**Exercise description:** For the string "else", find every matching line in the records and copy it.

**Stored data:**
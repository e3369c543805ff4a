//! # API Module
//!
//! This module provides the HTTP route handlers served by the bridge. Every
//! handler is a thin pass-through: extract required parameters, forward the
//! request to the corresponding Spotify Web API operation, and relay the
//! result as JSON or plain text.
//!
//! ## Endpoints
//!
//! ### Authentication
//!
//! - [`login`] - Redirects the caller to Spotify's authorization page
//! - [`callback`] - Completes the OAuth code exchange and stores the token
//!
//! ### Pass-through
//!
//! - [`playlists`] - Lists the user's playlists
//! - [`devices`] - Lists the user's playback devices
//! - [`search`] - Searches tracks by free-text query
//! - [`play`] - Starts playback of a context URI on a device
//! - [`stop`] - Pauses playback on a device
//!
//! ### Monitoring
//!
//! - [`health`] - Returns application status and version information
//!
//! ## Guard
//!
//! Protected handlers (everything except login, callback and health) call
//! [`ensure_authorized`] first: it rejects uninitialized or unauthenticated
//! sessions, probes token validity with a profile fetch, and attempts at most
//! one refresh when the probe fails. Parameter presence checks run before the
//! guard so that malformed requests never reach the upstream API.
//!
//! ## Error Responses
//!
//! Errors carry a short plain-text message and a generic status: 400 for a
//! missing parameter, 401 for a missing token, 500 for an uninitialized
//! session or any upstream failure. There is no structured error body.

mod callback;
mod devices;
mod health;
mod login;
mod playback;
mod playlists;
mod search;

pub use callback::callback;
pub use devices::devices;
pub use health::health;
pub use login::login;
pub use playback::{play, stop};
pub use playlists::playlists;
pub use search::search;

use axum::http::StatusCode;

use crate::{management::SharedSession, spotify::SpotifyClient, warning};

pub const UNINITIALIZED: &str = "Spotify client is not initialized";
pub const UNAUTHENTICATED: &str = "Not authenticated. Visit /login first";

/// Session guard run at the top of every protected handler.
///
/// Rejects with 500 when no client is constructed and with 401 when the
/// client holds no access token. Otherwise validates the token with a
/// profile fetch; if that fails, exactly one refresh is attempted. A
/// successful refresh overwrites the session token and the handler proceeds
/// with the new access token; a failed refresh is logged and the handler
/// proceeds with the stale token, so the triggering request may still fail
/// downstream.
pub async fn ensure_authorized(
    session: &SharedSession,
) -> Result<(SpotifyClient, String), (StatusCode, &'static str)> {
    let (client, token) = {
        let session = session.lock().await;
        let Some(client) = session.client().cloned() else {
            return Err((StatusCode::INTERNAL_SERVER_ERROR, UNINITIALIZED));
        };
        let Some(token) = session.token().cloned() else {
            return Err((StatusCode::UNAUTHORIZED, UNAUTHENTICATED));
        };
        (client, token)
    };

    if client.current_user(&token.access_token).await.is_ok() {
        return Ok((client, token.access_token));
    }

    match client.refresh(&token.refresh_token).await {
        Ok(new_token) => {
            let access_token = new_token.access_token.clone();
            session.lock().await.set_token(new_token);
            Ok((client, access_token))
        }
        Err(e) => {
            warning!("Token refresh failed: {}", e);
            Ok((client, token.access_token))
        }
    }
}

**Response:**
        let Some(client) = session.client().cloned() else {
        let Some(token) = session.token().cloned() else {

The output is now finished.